Forty years ago, the U.S. outlawed the sale of small turtles as pets because they harbor salmonella, a bacterium that causes a highly unpleasant and occasionally deadly illness in humans.
Now salmonella infections tied to the tiny critters are back, public health officials reported Wednesday in the journal Pediatrics. From May 2011 through September 2013, turtle-associated salmonella was linked to eight outbreaks across 41 states, Washington, D.C. and Puerto Rico, covering 473 illnesses. Some 28 percent of those sickened had to be hospitalized.
Back in the early 1970s, before the FDA ban, catching salmonella from pet turtles was a big problem, with an estimated 280,000 infections per year, mostly in little kids. So if you were around then, you may know about the link between turtles and the bacterium that is now more commonly known for contaminating chicken in the food chain.
But with the passage of time, fewer people are aware of the need to be very careful with hygiene when handling reptiles or amphibians. When public health investigators interviewed 95 patients during the recent outbreaks, only 15 percent knew reptiles were tied to salmonella.
It's still illegal to sell or distribute turtles with shells less than four inches long as pets. (It's okay to sell them for export or for exhibition or educational purposes.) Sales are mostly by vendors at street fairs, outside sporting events, and at flea markets rather than traditional retailers, which makes it hard for the FDA enforce the law.
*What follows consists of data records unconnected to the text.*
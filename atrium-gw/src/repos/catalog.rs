//! Catalog repositories: products, services, solutions, industries
//!
//! The four URL-addressable catalog types share one REST shape, so the
//! accessors delegate to a pair of helpers parameterized by resource name
//! and cache tag.

use atrium_common::wordpress::{WordPressClient, WpItem};

const CATALOG_FIELDS: &str = "id,slug,title,acf";

async fn list(wp: &WordPressClient, resource: &str, tag: &str) -> Vec<WpItem> {
    let endpoint = format!(
        "/{resource}?per_page=100&_fields={CATALOG_FIELDS}&orderby=date&order=asc"
    );
    super::collection(wp, &endpoint, &[tag]).await
}

async fn by_slug(wp: &WordPressClient, resource: &str, tag: &str, slug: &str) -> Option<WpItem> {
    if slug.is_empty() {
        return None;
    }
    let endpoint = format!("/{resource}?per_page=1&_fields={CATALOG_FIELDS}&slug={slug}");
    super::first_match(wp, &endpoint, &[tag]).await
}

pub async fn get_products(wp: &WordPressClient) -> Vec<WpItem> {
    list(wp, "product", "products").await
}

pub async fn get_product_by_slug(wp: &WordPressClient, slug: &str) -> Option<WpItem> {
    by_slug(wp, "product", "products", slug).await
}

pub async fn get_services(wp: &WordPressClient) -> Vec<WpItem> {
    list(wp, "service", "services").await
}

pub async fn get_service_by_slug(wp: &WordPressClient, slug: &str) -> Option<WpItem> {
    by_slug(wp, "service", "services", slug).await
}

pub async fn get_solutions(wp: &WordPressClient) -> Vec<WpItem> {
    list(wp, "solution", "solutions").await
}

pub async fn get_solution_by_slug(wp: &WordPressClient, slug: &str) -> Option<WpItem> {
    by_slug(wp, "solution", "solutions", slug).await
}

pub async fn get_industries(wp: &WordPressClient) -> Vec<WpItem> {
    list(wp, "industry", "industries").await
}

pub async fn get_industry_by_slug(wp: &WordPressClient, slug: &str) -> Option<WpItem> {
    by_slug(wp, "industry", "industries", slug).await
}
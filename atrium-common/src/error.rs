//! Common error types for the Atrium gateway

use thiserror::Error;

/// Common result type for Atrium operations
pub type Result<T> = std::result::Result<T, Error>;

/// Common error types across the gateway crates
///
/// CMS fetch failures deliberately do NOT appear here: they are absorbed at
/// the fetcher/repository boundary and resolved to `None`/empty collections,
/// so page assembly can always degrade to fallback content.
#[derive(Error, Debug)]
pub enum Error {
    /// Configuration loading or validation error
    #[error("Configuration error: {0}")]
    Config(String),

    /// HTTP server error
    #[error("HTTP server error: {0}")]
    Http(String),

    /// Requested resource not found
    #[error("Not found: {0}")]
    NotFound(String),

    /// Invalid user input or request parameter
    #[error("Invalid input: {0}")]
    InvalidInput(String),

    /// Outbound mail delivery error
    #[error("Mail error: {0}")]
    Mail(String),

    /// Internal server error
    #[error("Internal error: {0}")]
    Internal(String),
}
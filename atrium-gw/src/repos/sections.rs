//! Section content repositories
//!
//! Non-addressable collection types that render inside a page: home-page
//! stats/steps/FAQ, about-page departments and value props, careers and
//! contact content, testimonials and client logos. List accessors only.

use atrium_common::wordpress::{WordPressClient, WpItem};

async fn section(wp: &WordPressClient, resource: &str, tag: &str) -> Vec<WpItem> {
    let endpoint =
        format!("/{resource}?per_page=100&_fields=id,title,acf&orderby=date&order=asc");
    super::collection(wp, &endpoint, &[tag]).await
}

pub async fn get_stats(wp: &WordPressClient) -> Vec<WpItem> {
    section(wp, "stat", "stats").await
}

pub async fn get_steps(wp: &WordPressClient) -> Vec<WpItem> {
    section(wp, "step", "steps").await
}

pub async fn get_process_steps(wp: &WordPressClient) -> Vec<WpItem> {
    section(wp, "process_step", "process-steps").await
}

pub async fn get_faq_items(wp: &WordPressClient) -> Vec<WpItem> {
    section(wp, "faq_item", "faq-items").await
}

pub async fn get_testimonials(wp: &WordPressClient) -> Vec<WpItem> {
    section(wp, "testimonial", "testimonials").await
}

pub async fn get_client_logos(wp: &WordPressClient) -> Vec<WpItem> {
    section(wp, "client_logo", "client-logos").await
}

pub async fn get_team_departments(wp: &WordPressClient) -> Vec<WpItem> {
    section(wp, "team_department", "team-departments").await
}

pub async fn get_value_props(wp: &WordPressClient) -> Vec<WpItem> {
    section(wp, "value_prop", "value-props").await
}

pub async fn get_career_positions(wp: &WordPressClient) -> Vec<WpItem> {
    section(wp, "career_position", "career-positions").await
}

pub async fn get_career_benefits(wp: &WordPressClient) -> Vec<WpItem> {
    section(wp, "career_benefit", "career-benefits").await
}

pub async fn get_office_locations(wp: &WordPressClient) -> Vec<WpItem> {
    section(wp, "office_location", "office-locations").await
}
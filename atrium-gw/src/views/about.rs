//! About page view-model

use super::home::{logo_view, ClientLogo};
use super::{cached, page_field};
use crate::{repos, AppState};
use atrium_common::normalize::strip_html;
use atrium_common::wordpress::WpItem;
use serde::Serialize;
use serde_json::Value;

#[derive(Debug, Serialize)]
pub struct AboutView {
    pub heading: String,
    pub intro: String,
    pub mission: String,
    pub values_heading: String,
    pub value_props: Vec<ValueProp>,
    pub team_heading: String,
    pub departments: Vec<TeamDepartment>,
    pub logos_heading: String,
    pub client_logos: Vec<ClientLogo>,
}

#[derive(Debug, Serialize)]
pub struct ValueProp {
    pub title: String,
    pub description: String,
}

#[derive(Debug, Serialize)]
pub struct TeamDepartment {
    pub name: String,
    pub description: String,
    pub roles: Vec<String>,
}

fn value_prop_view(item: &WpItem) -> ValueProp {
    ValueProp {
        title: item.title_text(),
        description: strip_html(item.acf_str("description").unwrap_or_default()),
    }
}

fn department_view(item: &WpItem) -> TeamDepartment {
    TeamDepartment {
        name: item.title_text(),
        description: strip_html(item.acf_str("description").unwrap_or_default()),
        roles: item.acf_lines("roles"),
    }
}

pub async fn resolve(state: &AppState) -> Option<Value> {
    cached(state, "/about", &["page-about"], assemble(state)).await
}

async fn assemble(state: &AppState) -> Option<Value> {
    let wp = &state.wp;
    let (page, departments, value_props, logos) = tokio::join!(
        repos::pages::get_page(wp, "about"),
        repos::sections::get_team_departments(wp),
        repos::sections::get_value_props(wp),
        repos::sections::get_client_logos(wp),
    );
    let page = page.as_ref();

    let view = AboutView {
        heading: page_field(page, "heading", "About Atrium"),
        intro: page_field(
            page,
            "intro",
            "We are a technology consultancy that treats marketing sites as production systems.",
        ),
        mission: page_field(
            page,
            "mission",
            "Ship platforms our clients can run without us.",
        ),
        values_heading: page_field(page, "values_heading", "What we value"),
        value_props: value_props.iter().map(value_prop_view).collect(),
        team_heading: page_field(page, "team_heading", "Our team"),
        departments: departments.iter().map(department_view).collect(),
        logos_heading: page_field(page, "logos_heading", "Clients"),
        client_logos: logos.iter().map(logo_view).collect(),
    };

    serde_json::to_value(view).ok()
}
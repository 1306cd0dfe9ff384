//! atrium-gw library - content gateway service
//!
//! Assembles page view-models from the headless CMS and exposes the
//! revalidation webhook and contact endpoint.

use axum::routing::{get, post};
use axum::Router;
use std::sync::Arc;
use tower_http::cors::CorsLayer;
use tower_http::trace::TraceLayer;

use atrium_common::cache::ResponseCache;
use atrium_common::config::Config;
use atrium_common::wordpress::WordPressClient;

pub mod api;
pub mod fallback;
pub mod mail;
pub mod repos;
pub mod views;

use mail::Mailer;

/// Application state shared across HTTP handlers
#[derive(Clone)]
pub struct AppState {
    pub config: Arc<Config>,
    pub wp: Arc<WordPressClient>,
    pub cache: Arc<ResponseCache>,
    /// Absent when no mail API key is configured; the contact endpoint then
    /// reports service-unavailable
    pub mailer: Option<Arc<Mailer>>,
}

impl AppState {
    /// Create application state from resolved configuration
    pub fn new(config: Config) -> Self {
        let cache = Arc::new(ResponseCache::new());
        let wp = Arc::new(WordPressClient::new(
            &config.wordpress_api_url,
            cache.clone(),
        ));
        let mailer = Mailer::from_config(&config).map(Arc::new);

        Self {
            config: Arc::new(config),
            wp,
            cache,
            mailer,
        }
    }
}

/// Build application router
pub fn build_router(state: AppState) -> Router {
    Router::new()
        // Page view-models
        .route("/api/pages/:slug", get(api::page_view))
        .route("/api/blog/:slug", get(api::blog_post))
        .route("/api/products/:slug", get(api::product_detail))
        .route("/api/services/:slug", get(api::service_detail))
        .route("/api/solutions/:slug", get(api::solution_detail))
        .route("/api/industries/:slug", get(api::industry_detail))
        // Write paths
        .route("/api/revalidate", post(api::revalidate))
        .route("/api/contact", post(api::submit_contact))
        // Health (no auth, no CMS dependency)
        .merge(api::health_routes())
        .with_state(state)
        // The CMS and browser clients call from other origins
        .layer(CorsLayer::permissive())
        .layer(TraceLayer::new_for_http())
}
Some of the turtles in one outbreak reported in the study were traced back to a souvenir shop in Florida.
"They're being sold all over the U.S.," says Susan Tellem, executive director and co-founder of , based in Malibu, Calif. "People sell them for $10 in a plastic bag full of water."
Most of those who fell ill in the reported outbreaks were younger than 5. That's not surprising, since children are more susceptible to salmonella infection and small turtles are "small, cute and can fit into kids' mouths," says Maroya Walters, an epidemiologist at the Centers for Disease Control and Prevention and an author of the paper. Hispanics were disproportionately affected, though the researchers don't know why.
Some of the patients in the outbreaks reported having kissed a turtle. But you don't even need to get to first base to increase your risk of catching salmonella, which is a normal inhabitant of the reptilian gut. You can catch it by being splashed with water from the tank of an infected turtle. Or by touching surfaces exposed to turtles or their poop, as might happen if a pet turtle roams freely through the house or if its waste is dumped in the bathroom or kitchen sink.
"We treat every single turtle as if it's infected with salmonella," says Tellem. That means washing her hands with antibacterial soap any time she handles a turtle or anything it touches. She recommends households with children under 13 don't get turtles of any kind, because of the health risk and because kids often become bored with the animals, leading many turtles to be abandoned. The CDC says kids younger than 5 or those with weakened immune systems shouldn't touch amphibians or reptiles.
Turtles aren't the only pets that have been recently associated with salmonella outbreaks. Among the culprits: hedgehogs, tiny frogs and backyard chickens.
People don't understand that turtles can "appear perfectly happy, healthy and clean" and still carry salmonella, says Casey Barton Behravesh, a veterinarian with the CDC and an author of the study.